• [Input for this task]
══════════════════════════════
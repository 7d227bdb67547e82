//! TCP connections carrying multipart messages.
//!
//! A connection splits into a [`FrameSink`] (write half) and a
//! [`FrameStream`] (read half) so one owner can send while another reads.
//! Both halves stay valid until dropped; there is no explicit close.

use crate::endpoint::Endpoint;
use crate::error::WireError;
use crate::frame::{read_message, write_message, Frame};
use tokio::net::tcp::{OwnedReadHalf, OwnedWriteHalf};
use tokio::net::{TcpListener, TcpStream};
use tracing::debug;

/// Outbound half of a frame connection.
#[derive(Debug)]
pub struct FrameSink {
    write: OwnedWriteHalf,
}

impl FrameSink {
    /// Send one multipart message.
    pub async fn send(&mut self, frames: &[Frame]) -> Result<(), WireError> {
        write_message(&mut self.write, frames).await
    }
}

/// Inbound half of a frame connection.
#[derive(Debug)]
pub struct FrameStream {
    read: OwnedReadHalf,
}

impl FrameStream {
    /// Receive the next multipart message.
    ///
    /// `Ok(None)` means the peer closed the connection on a message boundary.
    pub async fn recv(&mut self) -> Result<Option<Vec<Frame>>, WireError> {
        read_message(&mut self.read).await
    }
}

/// Open an outbound connection to `endpoint`.
pub async fn connect(endpoint: &Endpoint) -> Result<(FrameSink, FrameStream), WireError> {
    let stream = TcpStream::connect(endpoint.as_str()).await?;
    stream.set_nodelay(true)?;
    debug!(endpoint = %endpoint, "connected");
    Ok(split(stream))
}

/// Listener side of the frame transport, used by peers serving requests.
pub struct FrameListener {
    inner: TcpListener,
}

impl FrameListener {
    /// Bind a listener on `endpoint`.
    ///
    /// Binding port 0 picks a free port; see [`FrameListener::local_endpoint`].
    pub async fn bind(endpoint: &Endpoint) -> Result<Self, WireError> {
        let inner = TcpListener::bind(endpoint.as_str()).await?;
        Ok(Self { inner })
    }

    /// The endpoint this listener is actually bound to.
    pub fn local_endpoint(&self) -> Result<Endpoint, WireError> {
        Ok(Endpoint::from(self.inner.local_addr()?))
    }

    /// Accept the next inbound connection.
    pub async fn accept(&self) -> Result<(FrameSink, FrameStream), WireError> {
        let (stream, peer) = self.inner.accept().await?;
        stream.set_nodelay(true)?;
        debug!(peer = %peer, "accepted connection");
        Ok(split(stream))
    }
}

fn split(stream: TcpStream) -> (FrameSink, FrameStream) {
    let (read, write) = stream.into_split();
    (FrameSink { write }, FrameStream { read })
}

#[cfg(test)]
mod tests {
    use super::*;
    use bytes::Bytes;

    #[tokio::test]
    async fn test_connect_and_exchange() {
        let listener = FrameListener::bind(&Endpoint::from("127.0.0.1:0"))
            .await
            .unwrap();
        let endpoint = listener.local_endpoint().unwrap();

        let server = tokio::spawn(async move {
            let (mut sink, mut stream) = listener.accept().await.unwrap();
            let request = stream.recv().await.unwrap().unwrap();
            assert_eq!(request, vec![Bytes::from_static(b"hello")]);
            sink.send(&[Bytes::from_static(b"world")]).await.unwrap();
        });

        let (mut sink, mut stream) = connect(&endpoint).await.unwrap();
        sink.send(&[Bytes::from_static(b"hello")]).await.unwrap();
        let reply = stream.recv().await.unwrap().unwrap();
        assert_eq!(reply, vec![Bytes::from_static(b"world")]);

        server.await.unwrap();
    }

    #[tokio::test]
    async fn test_recv_reports_peer_close() {
        let listener = FrameListener::bind(&Endpoint::from("127.0.0.1:0"))
            .await
            .unwrap();
        let endpoint = listener.local_endpoint().unwrap();

        let (_sink, mut stream) = connect(&endpoint).await.unwrap();
        let accepted = listener.accept().await.unwrap();
        drop(accepted);

        assert!(stream.recv().await.unwrap().is_none());
    }

    #[tokio::test]
    async fn test_connect_refused() {
        // Port 1 on localhost is essentially never listening.
        let err = connect(&Endpoint::from("127.0.0.1:1")).await.unwrap_err();
        assert!(matches!(err, WireError::Io(_)));
    }
}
══════════════════════════════
Out of the entries, report each line that contains the word "hello".

• [Your solution]
            assert_eq!(request, vec![Bytes::from_static(b"hello")]);
        sink.send(&[Bytes::from_static(b"hello")]).await.unwrap();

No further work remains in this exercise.